Sueichi Kido is pictured in Tokyo's Minato Ward. He says it will be possible to eliminate nuclear weapons, as the world had formed a treaty that had not been possible to form for 72 years after the atomic bombings of Hiroshima and Nagasaki. (Mainichi)

Sueichi Kido, secretary-general of Nihon Hidankyo, or the Japan Confederation of A-and H-bomb Sufferers Organizations, was in New York on Oct. 6 when the International Campaign to Abolish Nuclear Weapons (ICAN) was named winner of the 2017 Nobel Peace Prize. The day before, he had presented a petition titled "Appeal of the Hibakusha," calling for a world free of nuclear weapons, to the United Nations headquarters. The petition had been signed by 5,154,866 people around the world.

At 5 a.m. on Oct. 6, he was woken up by a phone call from a reporter, and an hour later, he spoke to a group of about 10 media representatives in the lobby of his hotel. At the United Nations in the summer, Nihon Hidankyo had underscored the inhumane nature of nuclear weapons together with ICAN, led mainly by young people, and they had worked toward the adoption of the Treaty on the Prohibition of Nuclear Weapons at the United Nations.

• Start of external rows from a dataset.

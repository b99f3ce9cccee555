use axum::routing::{get, patch, post};
use axum::Router;
use tower_http::trace::TraceLayer;

use crate::config::{apply_security_headers, create_cors_layer};
use crate::handlers::{events, health_check, queue, users};
use crate::state::AppState;

pub fn create_routes(state: AppState) -> Router {
    let api = Router::new()
        .route("/health", get(health_check))
        .route("/events", get(events::list_events))
        .route("/events/:id", patch(events::update_event))
        .route(
            "/events-queue",
            get(queue::list_queue).post(queue::submit_event),
        )
        .route(
            "/events-queue/:id",
            get(queue::get_queued_event)
                .patch(queue::update_queued_event)
                .delete(queue::delete_queued_event),
        )
        .route("/events-queue/:id/approve", post(queue::approve_event))
        .route("/events-queue/:id/reject", post(queue::reject_event))
        .route("/users/:id", patch(users::update_user))
        .with_state(state);

    apply_security_headers(api)
        .layer(create_cors_layer())
        .layer(TraceLayer::new_for_http())
}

"I felt like my friends had won," 77-year-old Kido said. "I was half filled with happiness, but half with disappointment."

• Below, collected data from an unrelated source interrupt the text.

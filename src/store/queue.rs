use sqlx::{PgPool, Postgres, Transaction};

use super::filter::{build_list, ListFilter};
use super::SqlValue;
use crate::models::queue::{NewQueuedEvent, QueuedEvent};
use crate::utils::error::AppError;

const QUEUE_COLUMNS: &str =
    "id, user_id, title, description, start_date, end_date, created_at, location, flags";

/// The moderation queue. A queued id denotes at most one row, and after
/// approval or rejection it denotes none: the queue is a single-pass staging
/// area, not a history.
#[derive(Clone)]
pub struct QueueStore {
    pool: PgPool,
}

impl QueueStore {
    pub fn new(pool: PgPool) -> Self {
        Self { pool }
    }

    pub async fn list(&self, filter: &ListFilter) -> Result<Vec<QueuedEvent>, AppError> {
        // events_queue has no status column; everything in it is pending.
        let query = build_list("events_queue", QUEUE_COLUMNS, filter, false);

        let mut q = sqlx::query_as::<_, QueuedEvent>(&query.sql);
        for value in query.binds {
            q = match value {
                SqlValue::Text(v) => q.bind(v),
                SqlValue::BigInt(v) => q.bind(v),
                SqlValue::Timestamp(v) => q.bind(v),
                SqlValue::Json(v) => q.bind(v),
            };
        }

        let events = q.fetch_all(&self.pool).await?;
        Ok(events)
    }

    pub async fn get(&self, id: i64) -> Result<QueuedEvent, AppError> {
        let sql = format!("SELECT {} FROM events_queue WHERE id = $1", QUEUE_COLUMNS);
        sqlx::query_as::<_, QueuedEvent>(&sql)
            .bind(id)
            .fetch_optional(&self.pool)
            .await?
            .ok_or_else(|| AppError::NotFound(format!("queued event {} does not exist", id)))
    }

    /// Inserts a submission and returns its queue-assigned id.
    pub async fn submit(&self, event: &NewQueuedEvent) -> Result<i64, AppError> {
        let (id,): (i64,) = sqlx::query_as(
            "INSERT INTO events_queue (user_id, title, description, start_date, end_date, location, flags) \
             VALUES ($1, $2, $3, $4, $5, $6, $7) RETURNING id",
        )
        .bind(event.user_id)
        .bind(&event.title)
        .bind(&event.description)
        .bind(event.start_date)
        .bind(event.end_date)
        .bind(&event.location)
        .bind(&event.flags)
        .fetch_one(&self.pool)
        .await?;

        Ok(id)
    }

    /// Promotes a queued event into the published table and returns the
    /// fresh published id. Fetch, delete and insert run in one transaction:
    /// on any failure the queued row survives untouched and nothing is
    /// published. A commit is never attempted after a failed step.
    pub async fn approve(&self, id: i64) -> Result<i64, AppError> {
        let mut tx = self.pool.begin().await?;

        match Self::promote(&mut tx, id).await {
            Ok(published_id) => {
                tx.commit().await?;
                Ok(published_id)
            }
            Err(err) => {
                if let Err(rollback_err) = tx.rollback().await {
                    tracing::error!(error = ?rollback_err, "Rollback failed after approve error");
                }
                Err(err)
            }
        }
    }

    async fn promote(tx: &mut Transaction<'_, Postgres>, id: i64) -> Result<i64, AppError> {
        // FOR UPDATE serializes concurrent approve/reject on the same id:
        // the loser blocks here until the winner commits, then sees no row.
        let sql = format!(
            "SELECT {} FROM events_queue WHERE id = $1 FOR UPDATE",
            QUEUE_COLUMNS
        );
        let queued: QueuedEvent = sqlx::query_as(&sql)
            .bind(id)
            .fetch_optional(&mut **tx)
            .await?
            .ok_or_else(|| AppError::NotFound(format!("queued event {} does not exist", id)))?;

        let deleted = sqlx::query("DELETE FROM events_queue WHERE id = $1")
            .bind(id)
            .execute(&mut **tx)
            .await?;
        if deleted.rows_affected() != 1 {
            return Err(AppError::Conflict(format!(
                "queued event {} was removed concurrently",
                id
            )));
        }

        // The published table assigns a fresh id; the queue id dies here.
        let (published_id,): (i64,) = sqlx::query_as(
            "INSERT INTO events (user_id, title, description, start_date, end_date, location, status, flags) \
             VALUES ($1, $2, $3, $4, $5, $6, $7, $8) RETURNING id",
        )
        .bind(queued.user_id)
        .bind(&queued.title)
        .bind(&queued.description)
        .bind(queued.start_date)
        .bind(queued.end_date)
        .bind(&queued.location)
        .bind("confirmed")
        .bind(&queued.flags)
        .fetch_one(&mut **tx)
        .await?;

        Ok(published_id)
    }

    /// Discards a queued event. Rejection and administrative deletion share
    /// this path: a single DELETE, with an absent id surfaced as not-found.
    pub async fn reject(&self, id: i64) -> Result<(), AppError> {
        let result = sqlx::query("DELETE FROM events_queue WHERE id = $1")
            .bind(id)
            .execute(&self.pool)
            .await?;

        if result.rows_affected() == 0 {
            return Err(AppError::NotFound(format!(
                "queued event {} does not exist",
                id
            )));
        }
        Ok(())
    }
}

Kido recalled the faces of the people who had worked together with him. "If Nihon Hidankyo had jointly won the prize, it would have been a prize to all the people in the past, present and future whose call is for a world without nuclear weapons," he said. He was disappointed by the lack of a comment from the Japanese government.

"Were they making allowances for the United States? It's bad to ignore it," he said.

Kido was exposed to radiation from the atomic bombing of Nagasaki on Aug. 9, 1945, at the age of 5, at a spot about two kilometers away from the hypocenter. Around the same time he sensed a flash of light, the blast sent him flying and he lost consciousness.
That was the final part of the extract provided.